Assignment:
Report all lines of the records that contain "failures".

(Extracted information)

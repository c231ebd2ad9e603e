use minesync_sync::{Backoff, HttpRemoteConfig, Identity, SyncConfig};
use pretty_assertions::assert_eq;
use proptest::prelude::*;
use serial_test::serial;
use std::time::Duration;

const VARS: [&str; 6] = [
    "MIN_SAVE_INTERVAL",
    "AUTO_SAVE_INTERVAL",
    "INITIAL_BACKOFF",
    "MAX_BACKOFF",
    "MAX_RETRY_ATTEMPTS",
    "SAVE_REQUEST_TIMEOUT",
];

fn clear_env() {
    for var in VARS {
        unsafe { std::env::remove_var(var) };
    }
}

// ── Defaults ────────────────────────────────────────────────────

#[test]
fn sync_config_defaults() {
    let config = SyncConfig::default();
    assert_eq!(config.min_save_interval(), Duration::from_secs(5));
    assert_eq!(config.auto_save_interval(), Duration::from_secs(15));
    assert_eq!(config.initial_backoff_ms, 500);
    assert_eq!(config.max_backoff_ms, 10_000);
    assert_eq!(config.max_retry_attempts, 2);
    assert_eq!(config.throttle_requeue(), Duration::from_secs(2));
    assert_eq!(config.storage.max_backup_copies, 3);
}

#[test]
fn sync_config_serde_fills_missing_fields() {
    let config: SyncConfig = serde_json::from_str(r#"{"min_save_interval_ms": 1000}"#).unwrap();
    assert_eq!(config.min_save_interval_ms, 1000);
    assert_eq!(config.auto_save_interval_ms, 15_000);
}

#[test]
fn remote_config_identity_roundtrip() {
    let config = HttpRemoteConfig {
        identity: Identity::FarcasterUser("4021".into()),
        ..Default::default()
    };
    let json = serde_json::to_string(&config).unwrap();
    let back: HttpRemoteConfig = serde_json::from_str(&json).unwrap();
    assert_eq!(back.identity, Identity::FarcasterUser("4021".into()));
}

// ── Environment ─────────────────────────────────────────────────

#[test]
#[serial]
fn from_env_reads_overrides() {
    clear_env();
    unsafe {
        std::env::set_var("MIN_SAVE_INTERVAL", "2500");
        std::env::set_var("AUTO_SAVE_INTERVAL", "30000");
        std::env::set_var("MAX_RETRY_ATTEMPTS", "3");
    }
    let config = SyncConfig::from_env();
    clear_env();

    assert_eq!(config.min_save_interval_ms, 2500);
    assert_eq!(config.auto_save_interval_ms, 30_000);
    assert_eq!(config.max_retry_attempts, 3);
    assert_eq!(config.max_backoff_ms, 10_000);
}

#[test]
#[serial]
fn from_env_ignores_malformed_values() {
    clear_env();
    unsafe { std::env::set_var("INITIAL_BACKOFF", "soon") };
    let config = SyncConfig::from_env();
    clear_env();

    assert_eq!(config.initial_backoff_ms, 500);
}

#[test]
#[serial]
fn remote_timeout_from_env() {
    clear_env();
    unsafe { std::env::set_var("SAVE_REQUEST_TIMEOUT", "2500") };
    let config = HttpRemoteConfig::from_env("http://localhost:9999");
    clear_env();

    assert_eq!(config.request_timeout_ms, 2500);
    assert_eq!(config.base_url, "http://localhost:9999");
}

// ── Backoff ─────────────────────────────────────────────────────

#[test]
fn backoff_follows_configured_schedule() {
    let backoff = Backoff::from_config(&SyncConfig::default());
    assert_eq!(backoff.delay_for(1), Duration::from_millis(750));
    assert_eq!(backoff.delay_for(2), Duration::from_millis(1125));
    assert_eq!(backoff.delay_for(20), Duration::from_millis(10_000));
}

proptest! {
    #[test]
    fn backoff_is_monotonic_and_capped(failures in 1usize..40) {
        let mut backoff = Backoff::default();
        let mut previous = backoff.current();
        for _ in 0..failures {
            let next = backoff.record_failure();
            prop_assert!(next >= previous);
            prop_assert!(next <= Duration::from_millis(10_000));
            previous = next;
        }
    }

    #[test]
    fn record_failure_matches_closed_form(n in 1u32..12) {
        let mut backoff = Backoff::default();
        let mut last = Duration::ZERO;
        for _ in 0..n {
            last = backoff.record_failure();
        }
        let exact = (500.0 * 1.5f64.powi(n as i32)).min(10_000.0) as u64;
        prop_assert_eq!(last, Duration::from_millis(exact));
        prop_assert_eq!(last, backoff.delay_for(n));
    }
}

(End Extracted information)

Exercise solution:
    fn backoff_is_monotonic_and_capped(failures in 1usize..40) {
        for _ in 0..failures {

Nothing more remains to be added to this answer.